I couldn't agree more, Tex. A sorry state of affairs.
 
Tex:
It might be worth it to try a couple of those reforms by decree and risk a "revolt" De La rua tried it by bribery with the padded envelopes (which the Brazilians know quite well).but it didn't play out too well because,I believe,it wasn't the right moment.
It was much easier in Brazil because of the strong loyalty owed to Temer by the needed congressional majority.Macri 's party isn't in control of congress and the unions are not behind the needed reforms
This very well could be the moment for some harsh discipline from the gov't.This is still a very adolescent country politically speaking.The different sectores of the population and business community wait for these things to be done for them.Then they see if they like them or not.No one here wants to sacrifice anything but they want a whole lot in return.I say begin with one decree on ,for example, curtailing unemployment indemnity and study the kickback.
 
People did expect structural reforms, at least baby steps that will offer assurance that more are coming. How else do you attract foreign investment?

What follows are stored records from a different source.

use std::collections::VecDeque;
use std::path::{Path, PathBuf};
use std::time::Instant;

use tracing::debug;

use crate::overlay::FrameSize;
use crate::playback::probe::VideoInfo;

/// Lifecycle notifications raised by a media surface, drained by the owner each frame.
#[derive(Debug, Clone, Copy, PartialEq)]
pub enum MediaEvent {
    /// Metadata is known; carries the duration in seconds.
    LoadedData { duration: f64 },
    Play,
    Pause,
    Ended,
    TimeUpdate(f64),
}

/// The playback surface the dashboard drives. Time-dependent calls take `now`
/// explicitly so the surface can be stepped deterministically.
pub trait MediaSurface {
    fn load(&mut self, source: PathBuf);
    fn set_metadata(&mut self, info: VideoInfo);
    fn source(&self) -> Option<&Path>;
    fn play(&mut self, now: Instant);
    fn pause(&mut self, now: Instant);
    fn seek(&mut self, seconds: f64, now: Instant);
    /// Moves the playback clock forward and raises `TimeUpdate`/`Ended`.
    fn advance(&mut self, now: Instant);
    fn is_paused(&self) -> bool;
    fn current_time(&self, now: Instant) -> f64;
    fn duration(&self) -> f64;
    /// `None` until metadata with positive dimensions has arrived.
    fn intrinsic_size(&self) -> Option<FrameSize>;
    fn take_events(&mut self) -> Vec<MediaEvent>;
}

/// A media surface driven by the wall clock. It reports position, duration and
/// dimensions; it does not decode frames.
#[derive(Debug, Default)]
pub struct ClockMedia {
    source: Option<PathBuf>,
    info: Option<VideoInfo>,
    position: f64,
    playing_since: Option<Instant>,
    events: VecDeque<MediaEvent>,
}

impl ClockMedia {
    pub fn new() -> Self {
        Self::default()
    }

    fn has_ended(&self) -> bool {
        let duration = self.duration();
        duration > 0.0 && self.position >= duration
    }

    fn clamp(&self, seconds: f64) -> f64 {
        let seconds = if seconds.is_finite() { seconds.max(0.0) } else { 0.0 };
        let duration = self.duration();
        if duration > 0.0 {
            seconds.min(duration)
        } else {
            seconds
        }
    }
}

impl MediaSurface for ClockMedia {
    fn load(&mut self, source: PathBuf) {
        debug!("Loading media source {}", source.display());
        self.source = Some(source);
        self.info = None;
        self.position = 0.0;
        self.playing_since = None;
        self.events.clear();
    }

    fn set_metadata(&mut self, info: VideoInfo) {
        let duration = info.duration;
        self.info = Some(info);
        self.position = self.clamp(self.position);
        self.events.push_back(MediaEvent::LoadedData { duration });
    }

    fn source(&self) -> Option<&Path> {
        self.source.as_deref()
    }

    fn play(&mut self, now: Instant) {
        if self.source.is_none() || self.playing_since.is_some() {
            return;
        }
        if self.has_ended() {
            self.position = 0.0;
        }
        self.playing_since = Some(now);
        self.events.push_back(MediaEvent::Play);
    }

    fn pause(&mut self, now: Instant) {
        if self.playing_since.is_none() {
            return;
        }
        self.position = self.current_time(now);
        self.playing_since = None;
        self.events.push_back(MediaEvent::Pause);
    }

    fn seek(&mut self, seconds: f64, now: Instant) {
        if self.source.is_none() {
            return;
        }
        self.position = self.clamp(seconds);
        if self.playing_since.is_some() {
            self.playing_since = Some(now);
        }
        self.events.push_back(MediaEvent::TimeUpdate(self.position));
    }

    fn advance(&mut self, now: Instant) {
        if self.playing_since.is_none() {
            return;
        }
        let time = self.current_time(now);
        if self.duration() > 0.0 && time >= self.duration() {
            self.position = self.duration();
            self.playing_since = None;
            self.events.push_back(MediaEvent::TimeUpdate(self.position));
            self.events.push_back(MediaEvent::Ended);
        } else {
            self.events.push_back(MediaEvent::TimeUpdate(time));
        }
    }

    fn is_paused(&self) -> bool {
        self.playing_since.is_none()
    }

    fn current_time(&self, now: Instant) -> f64 {
        match self.playing_since {
            Some(since) => {
                self.clamp(self.position + now.saturating_duration_since(since).as_secs_f64())
            }
            None => self.position,
        }
    }

    fn duration(&self) -> f64 {
        self.info.as_ref().map(|info| info.duration).unwrap_or(0.0)
    }

    fn intrinsic_size(&self) -> Option<FrameSize> {
        let info = self.info.as_ref()?;
        let size = FrameSize::new(info.width as f32, info.height as f32);
        size.is_drawable().then_some(size)
    }

    fn take_events(&mut self) -> Vec<MediaEvent> {
        self.events.drain(..).collect()
    }
}

#[cfg(test)]
mod tests {
    use super::*;
    use std::time::Duration;

    fn loaded(duration: f64) -> ClockMedia {
        let mut media = ClockMedia::new();
        media.load(PathBuf::from("flight.mp4"));
        media.set_metadata(VideoInfo {
            width: 1920,
            height: 1080,
            duration,
        });
        media.take_events();
        media
    }

    #[test]
    fn metadata_raises_loaded_data() {
        let mut media = ClockMedia::new();
        media.load(PathBuf::from("flight.mp4"));
        assert!(media.intrinsic_size().is_none());
        media.set_metadata(VideoInfo {
            width: 1280,
            height: 720,
            duration: 42.0,
        });
        assert_eq!(
            media.take_events(),
            vec![MediaEvent::LoadedData { duration: 42.0 }]
        );
        assert_eq!(media.intrinsic_size(), Some(FrameSize::new(1280.0, 720.0)));
    }

    #[test]
    fn clock_advances_while_playing() {
        let mut media = loaded(60.0);
        let start = Instant::now();
        media.play(start);
        media.advance(start + Duration::from_secs(2));
        assert!((media.current_time(start + Duration::from_secs(2)) - 2.0).abs() < 1e-6);
        media.pause(start + Duration::from_secs(3));
        assert!(media.is_paused());
        assert!((media.current_time(start + Duration::from_secs(10)) - 3.0).abs() < 1e-6);
        assert_eq!(
            media.take_events(),
            vec![
                MediaEvent::Play,
                MediaEvent::TimeUpdate(2.0),
                MediaEvent::Pause
            ]
        );
    }

    #[test]
    fn reaching_the_end_stops_and_restarts_from_zero() {
        let mut media = loaded(5.0);
        let start = Instant::now();
        media.play(start);
        media.advance(start + Duration::from_secs(6));
        assert!(media.is_paused());
        let events = media.take_events();
        assert_eq!(events.last(), Some(&MediaEvent::Ended));

        let later = start + Duration::from_secs(7);
        media.play(later);
        assert_eq!(media.current_time(later), 0.0);
    }

    #[test]
    fn seek_is_clamped_to_duration() {
        let mut media = loaded(10.0);
        let now = Instant::now();
        media.seek(25.0, now);
        assert_eq!(media.current_time(now), 10.0);
        media.seek(-3.0, now);
        assert_eq!(media.current_time(now), 0.0);
    }

    #[test]
    fn controls_without_source_do_nothing() {
        let mut media = ClockMedia::new();
        let now = Instant::now();
        media.play(now);
        media.seek(4.0, now);
        assert!(media.is_paused());
        assert!(media.take_events().is_empty());
    }

    #[test]
    fn zero_dimensions_are_not_intrinsic() {
        let mut media = ClockMedia::new();
        media.load(PathBuf::from("audio-only.mp4"));
        media.set_metadata(VideoInfo {
            width: 0,
            height: 0,
            duration: 3.0,
        });
        assert!(media.intrinsic_size().is_none());
    }
}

Lots of people expected/hoped for it, but I never saw Macri provide any evidence that his campaign was the harbinger of those reforms. Maybe because I grew up in this region and have plenty of experience with lousy local politics, but I saw him as the typical Latin American politician from a mile away. Like the rest of the lot, he is an opportunistic, spineless, uninspiring politician who is there just to benefit himself and his cronies.
I won't argue with anyone that he is better than Cristina. But he falls way short of what Argentina really needs. And I blame the population too, who is not willing to fight for reforms. For what is supposedly the most well educated and well read country in Latin America, they have been very disappointing in their political apathy.
 
Tex:
It might be worth it to try a couple of those reforms by decree

I doubt that he ever gave these reforms even a moment of through. So he can't decree what he does not know. Macri is an element of the status quo. His business thrive in the bureaucracy, market opacity, corruption, cronism and lack of competition. Real structural reforms brings him no benefits. He does not want to fundamentally transform Argentina. All he wants is to bring Argentina to the "good old days" of the 1990s.